- Directed by: Claude Miller
- Written by: François Truffaut Luc Béraud Annie Miller Claude Miller Claude de Givray
- Produced by: Claude Berri Jean-Louis Livi Alain Vannier
- Starring: Charlotte Gainsbourg Didier Bezace Simon de La Brosse
- Cinematography: Dominique Chapuis
- Edited by: Albert Jurgenson
- Music by: Alain Jomy
- Distributed by: AMLF
- Release date: 21 December 1988 (France);
- Running time: 103 minutes
- Country: France
- Language: French
- Box office: $1,055,416 (USA)

= The Little Thief =

The Little Thief (La Petite Voleuse) is a 1988 French drama directed by Claude Miller. It is based upon an unfinished script by François Truffaut. Truffaut died before being able to direct the film himself. The film had 1,834,940 admissions in France. Set in the French countryside after the end of World War II, it tells the story of a 15-year-old girl abandoned by her parents, who is looking for love and independence but succumbs to stealing and sleeping with men.

==Plot==
Janine lives with her uncle and aunt, who have little sympathy for her as her mother left her to go with a lover to Italy and she never knew her father. She dreams of luxury, stealing American cigarettes and expensive underwear from shops. When found out, she leaves to become a live-in maid for the Longuets, a rich and friendly young couple. Tired after a long day's work, in the cinema she falls asleep on the shoulder of Michel, a married man in his forties keen on poetry and music. They start an affair, but he also tries to improve her culture and encourages her to study shorthand-typing.

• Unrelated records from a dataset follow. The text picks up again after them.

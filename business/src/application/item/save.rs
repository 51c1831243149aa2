use std::sync::Arc;

use async_trait::async_trait;

use crate::domain::errors::RepositoryError;
use crate::domain::item::errors::ItemError;
use crate::domain::item::model::{Item, ItemDetails};
use crate::domain::item::repository::ItemRepository;
use crate::domain::item::use_cases::save::{SaveItemParams, SaveItemUseCase};
use crate::domain::logger::Logger;

pub struct SaveItemUseCaseImpl {
    pub repository: Arc<dyn ItemRepository>,
    pub logger: Arc<dyn Logger>,
}

#[async_trait]
impl SaveItemUseCase for SaveItemUseCaseImpl {
    async fn execute(&self, params: SaveItemParams) -> Result<Item, ItemError> {
        let scope = params.session.scope()?;

        let details = ItemDetails {
            name: params.name,
            base_amount: params.base_amount,
            amount_kind: params.amount_kind,
            price: params.price,
        }
        .validated()?;

        let item = match params.id {
            None => {
                self.logger
                    .info(&format!("Creating item: {}", details.name));
                Item::new(*scope.user_id(), details)?
            }
            Some(id) => {
                self.logger.info(&format!("Updating item: {}", id));
                let mut existing = self
                    .repository
                    .get_by_id(id, &scope)
                    .await
                    .map_err(|e| match e {
                        RepositoryError::NotFound => ItemError::NotFound,
                        other => ItemError::Repository(other),
                    })?;
                existing.apply_details(details)?;
                existing
            }
        };

        self.repository.save(&item).await.map_err(|e| match e {
            RepositoryError::Duplicated => ItemError::NameTaken,
            other => ItemError::Repository(other),
        })?;

        self.logger.info(&format!("Item saved: {}", item.id));
        Ok(item)
    }
}

#[cfg(test)]
mod tests {
    use super::*;
    use crate::domain::shared::scope::OwnerScope;
    use crate::domain::shared::session::Session;
    use crate::domain::shared::value_objects::{EntityState, UserId};
    use bigdecimal::BigDecimal;
    use chrono::Utc;
    use mockall::mock;
    use std::str::FromStr;
    use uuid::Uuid;

    mock! {
        pub ItemRepo {}

        #[async_trait]
        impl ItemRepository for ItemRepo {
            async fn list_visible(&self, scope: &OwnerScope) -> Result<Vec<Item>, RepositoryError>;
            async fn get_by_id(&self, id: Uuid, scope: &OwnerScope) -> Result<Item, RepositoryError>;
            async fn find_by_ids(&self, ids: &[Uuid], scope: &OwnerScope) -> Result<Vec<Item>, RepositoryError>;
            async fn save(&self, item: &Item) -> Result<(), RepositoryError>;
            async fn is_referenced(&self, id: Uuid, scope: &OwnerScope) -> Result<bool, RepositoryError>;
        }
    }

    mock! {
        pub Log {}

        impl Logger for Log {
            fn info(&self, message: &str);
            fn warn(&self, message: &str);
            fn error(&self, message: &str);
            fn debug(&self, message: &str);
        }
    }

    fn mock_logger() -> Arc<dyn Logger> {
        let mut logger = MockLog::new();
        logger.expect_info().returning(|_| ());
        logger.expect_warn().returning(|_| ());
        logger.expect_error().returning(|_| ());
        logger.expect_debug().returning(|_| ());
        Arc::new(logger)
    }

    fn price(value: &str) -> BigDecimal {
        BigDecimal::from_str(value).unwrap()
    }

    fn params(session: Session, id: Option<Uuid>, name: &str) -> SaveItemParams {
        SaveItemParams {
            session,
            id,
            name: name.to_string(),
            base_amount: 500,
            amount_kind: "g".to_string(),
            price: price("3.49"),
        }
    }

    fn stored_item(id: Uuid, owner: UserId) -> Item {
        Item::from_repository(
            id,
            owner,
            "Rice".to_string(),
            1000,
            "g".to_string(),
            price("5.00"),
            EntityState::Visible,
            Utc::now(),
            Utc::now(),
        )
    }

    #[tokio::test]
    async fn should_create_item_owned_by_caller() {
        let user_id = UserId::generate();
        let mut mock_repo = MockItemRepo::new();
        mock_repo.expect_get_by_id().never();
        mock_repo
            .expect_save()
            .withf(move |item| item.user_id == user_id)
            .returning(|_| Ok(()));

        let use_case = SaveItemUseCaseImpl {
            repository: Arc::new(mock_repo),
            logger: mock_logger(),
        };

        let result = use_case
            .execute(params(Session::authenticated(user_id), None, "Basmati Rice"))
            .await;

        assert!(result.is_ok());
        let item = result.unwrap();
        assert_eq!(item.name, "Basmati Rice");
        assert_eq!(item.state, EntityState::Visible);
    }

    #[tokio::test]
    async fn should_update_existing_item_in_place() {
        let user_id = UserId::generate();
        let item_id = Uuid::new_v4();
        let mut mock_repo = MockItemRepo::new();
        mock_repo
            .expect_get_by_id()
            .returning(move |id, _| Ok(stored_item(id, user_id)));
        mock_repo.expect_save().returning(|_| Ok(()));

        let use_case = SaveItemUseCaseImpl {
            repository: Arc::new(mock_repo),
            logger: mock_logger(),
        };

        let result = use_case
            .execute(params(
                Session::authenticated(user_id),
                Some(item_id),
                "Brown Rice",
            ))
            .await;

        let item = result.unwrap();
        assert_eq!(item.id, item_id);
        assert_eq!(item.name, "Brown Rice");
        assert_eq!(item.base_amount, 500);
    }

    #[tokio::test]
    async fn should_reject_anonymous_caller() {
        let mock_repo = MockItemRepo::new();

        let use_case = SaveItemUseCaseImpl {
            repository: Arc::new(mock_repo),
            logger: mock_logger(),
        };

        let result = use_case
            .execute(params(Session::anonymous(), None, "Basmati Rice"))
            .await;

        assert!(matches!(result.unwrap_err(), ItemError::Unauthorized(_)));
    }

    #[tokio::test]
    async fn should_reject_invalid_details_before_touching_repository() {
        let mut mock_repo = MockItemRepo::new();
        mock_repo.expect_get_by_id().never();
        mock_repo.expect_save().never();

        let use_case = SaveItemUseCaseImpl {
            repository: Arc::new(mock_repo),
            logger: mock_logger(),
        };

        let result = use_case
            .execute(params(
                Session::authenticated(UserId::generate()),
                Some(Uuid::new_v4()),
                "ab",
            ))
            .await;

        assert!(matches!(result.unwrap_err(), ItemError::NameTooShort));
    }

    #[tokio::test]
    async fn should_return_not_found_when_updating_item_from_other_user() {
        let mut mock_repo = MockItemRepo::new();
        // Repository returns NotFound for items belonging to other users
        mock_repo
            .expect_get_by_id()
            .returning(|_, _| Err(RepositoryError::NotFound));
        mock_repo.expect_save().never();

        let use_case = SaveItemUseCaseImpl {
            repository: Arc::new(mock_repo),
            logger: mock_logger(),
        };

        let result = use_case
            .execute(params(
                Session::authenticated(UserId::generate()),
                Some(Uuid::new_v4()),
                "Brown Rice",
            ))
            .await;

        assert!(matches!(result.unwrap_err(), ItemError::NotFound));
    }

    #[tokio::test]
    async fn should_report_name_taken_on_duplicate() {
        let mut mock_repo = MockItemRepo::new();
        mock_repo
            .expect_save()
            .returning(|_| Err(RepositoryError::Duplicated));

        let use_case = SaveItemUseCaseImpl {
            repository: Arc::new(mock_repo),
            logger: mock_logger(),
        };

        let result = use_case
            .execute(params(
                Session::authenticated(UserId::generate()),
                None,
                "Basmati Rice",
            ))
            .await;

        assert!(matches!(result.unwrap_err(), ItemError::NameTaken));
    }
}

At her course she sees a young intruder robbing the office, but does not inform on him. This is Raoul, who waits outside for her and they too start an affair. He wants money to buy a motor bike for racing, and Janine supplies it by robbing her employers and their guests during a dinner party. The two young criminals go on the run, ending up living rough beside the sea. There Janine is arrested, and sent to a school for young offenders. She and another girl escape, but Janine is now wanted and has nowhere to go. She is also pregnant. After making an appointment with an illegal abortionist, in the cinema she sees a newsreel of soldiers off to the war in Indochina. Among them is Raoul, so she does not keep the appointment and an end caption says that her baby was coming on well.

==Cast==
- Charlotte Gainsbourg as Janine Castang
- Didier Bezace as Michel Davenne
- Simon de La Brosse as Raoul
- Clotilde de Bayser as Severine Longuet
- Raoul Billerey as Oncle André Rouleau
- Chantal Manlier as Tante Léa
- Nathalie Cardone as Mauricette
- Renée Faure as Mère Busato
- Chantal Neuwirth as The farmer
- Catherine Arditi as School director
- Dominique Besnehard
- Jacky Nercessian

==Release==
The Little Thief was released in 1988 in France.